The High Priest of Ecomodernism and His Dangerous Faith

ecomodernism

Ted Nordhaus wants us to stop talking about climate catastrophe. He calls Amazon collapse, crossing tipping points, and weather shocks exaggerations. He acknowledges that the world is headed toward 3°C of warming, but is confident that society will adapt.

That is techno-optimism at its most absurd—ignoring physiology, geography, and demographics. At ~3°C, the world crosses into extreme mortality events, recurrent food shocks, and mass displacement as “normal” features of the system.

Nordhaus is co-founder of The Breakthrough Institute, the think tank behind “ecomodernism”—the belief that humanity can decouple growth from environmental harm by intensifying technology: urbanization, nuclear energy, industrial agriculture. Its arguments are based on extrapolation of past trends, not hard evidence.

In “Why I Stopped Being a Climate Catastrophist,” Nordhaus claims 3°C is serious but manageable. Climate catastrophism is more dangerous than climate change itself. He points to declining disaster mortality, rising food production, and low tipping-point risks as proof that societies can adapt. The real danger, he says, is alarmism: distorted science, bad politics, and clean-energy policies tied to exaggerated fears. In other words, if something bad hasn’t happened yet, it probably won’t happen.

Nordhaus is the high priest in a technology cult. His optimism rests on faith and selective graphs—like a dated chart showing declining carbon intensity of energy, conveniently ending a decade ago (see Figure 1).

Figure 1. Decarbonization predates climate advocacy. Source: Nordhaus (2025)
Figure 1. Decarbonization predates climate advocacy. Source: Nordhaus (2025)

CO₂ per unit of energy has fallen but total emissions keep climbing because demand keeps rising (see Figure 2). Fossil fuels still dominate and the emissions problem is far from solved. Using Ecomodernism’s extrapolation of past trends, this isn’t going to change. Bad logic works both ways.

Figure 2. Global CO2 emissions continue to increase despite claims of decoupling or subsituting renewables for fossil fuels. Source: Our World in Data and Labyrinth Consulting Services, Inc.
Figure 2. Global CO2 emissions continue to increase despite claims of decoupling or subsituting renewables for fossil fuels. Source: Our World in Data and Labyrinth Consulting Services, Inc.

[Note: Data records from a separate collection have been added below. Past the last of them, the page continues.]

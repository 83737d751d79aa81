//! Input assembly.
//!
//! Sources are layered in a fixed order, later sources overriding earlier
//! ones: catalog defaults, scenario file, query string, `--set` overrides.
//! The merged text is then normalized in one pass so every validation
//! message is reported together.

use std::path::Path;

use color_eyre::eyre::{WrapErr, bail};
use sbicalc_core::persist::{default_inputs, parse_query_string};
use sbicalc_core::{Assumptions, Field, RawInputs, normalize};

use crate::scenario_file::load_scenario;

/// Merge every input source over the catalog defaults
pub fn assemble(
    scenario: Option<&Path>,
    query: Option<&str>,
    sets: &[(String, String)],
) -> color_eyre::Result<RawInputs> {
    let mut raw = default_inputs();

    if let Some(path) = scenario {
        raw.extend(load_scenario(path)?);
    }

    if let Some(query) = query {
        match parse_query_string(query) {
            Some(values) => {
                tracing::debug!(fields = values.len(), "Applying query string");
                raw.extend(values);
            }
            None => tracing::warn!("Query string names no known fields; ignoring it"),
        }
    }

    for (key, value) in sets {
        if Field::from_key(key).is_none() {
            bail!("Unknown field `{key}`. Run `sbicalc fields` to list the field keys.");
        }
        raw.insert(key.clone(), value.clone());
    }

    Ok(raw)
}

/// Normalize merged inputs, failing with every validation message
pub fn resolve(raw: &RawInputs) -> color_eyre::Result<Assumptions> {
    let normalized = normalize(raw);
    if !normalized.is_valid() {
        tracing::warn!(errors = normalized.errors.len(), "Scenario inputs failed validation");
    }
    normalized
        .into_result()
        .wrap_err("Scenario inputs are invalid")
}
//! Space-based interceptor constellation sizing and cost library
//!
//! This crate turns a small set of engineering and cost assumptions into a
//! sizing and lifecycle-cost estimate for a constellation of space-based
//! interceptors (SBIs), and sweeps any single input across a range to show
//! how an output metric responds.
//!
//! It covers:
//! - Input normalization (text parsing, validation, rounding)
//! - Two-stage propellant sizing with the rocket equation
//! - Flyout kinematics and spherical-cap coverage geometry
//! - Constellation sizing, replenishment and launch packing
//! - Learning-curve cost rollup across replacement generations
//! - One-dimensional sensitivity sweeps with nearest-sample lookup
//!
//! # Example
//!
//! ```ignore
//! use sbicalc_core::{Catalog, MetricId, SweepRequest, evaluate, normalize, sweep, locate};
//!
//! let normalized = normalize(&raw_inputs);
//! let assumptions = normalized.into_result()?;
//! let report = evaluate(&assumptions);
//!
//! let request = SweepRequest::new("maxDeltaVKmPerS", MetricId::InterceptorMassKg, "4", "10");
//! let result = sweep(&Catalog::standard(), Some(&assumptions), &request)?;
//! let nearest = locate(&result.points, 7.25);
//! ```

#![warn(clippy::all)]

// ============================================================================
// Core modules
// ============================================================================

pub mod analysis;
pub mod error;
pub mod evaluate;
pub mod learning;
pub mod normalize;
pub mod persist;
pub mod propulsion;

// ============================================================================
// Type definition modules
// ============================================================================

pub mod catalog;
pub mod model;

// ============================================================================
// Test modules
// ============================================================================

#[cfg(test)]
mod tests;

// ============================================================================
// Public re-exports for convenience
// ============================================================================

pub use analysis::{
    AxisDomain, MetricId, MetricSpec, SamplePoint, SweepLimits, SweepRequest, SweepResult,
    default_range, locate, sweep,
};
pub use catalog::{Catalog, Field, FieldSpec, Section};
pub use error::{SweepError, ValidationError, ValidationErrors};
pub use evaluate::evaluate;
pub use model::{Assumptions, MetricsReport, RawInputs};
pub use normalize::{Normalized, normalize, parse_number};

Nordhaus writes that the Amazon isn’t at risk in 50 years because global drought hasn’t increased. That’s sloppy logic. Collapse isn’t linear. The Amazon makes its own rain—cut enough trees or raise the heat and it can shift from rain forest to savanna. Soil depletion, water stress, and climate volatility don’t follow straight-line projections. Absence of evidence is not evidence of absence. Ecosystems fail abruptly, not gradually. Uncertainty doesn’t reduce risk—it magnifies it.

He argues that disasters are more about where and how people build than about climate change. That may be technically true today, but it misses the point. Climate change is the backdrop that amplifies every hazard, increasing the risk for stronger heatwaves, longer droughts, heavier rains, and forest fires. Places that are risky now are becoming uninhabitable as baselines shift.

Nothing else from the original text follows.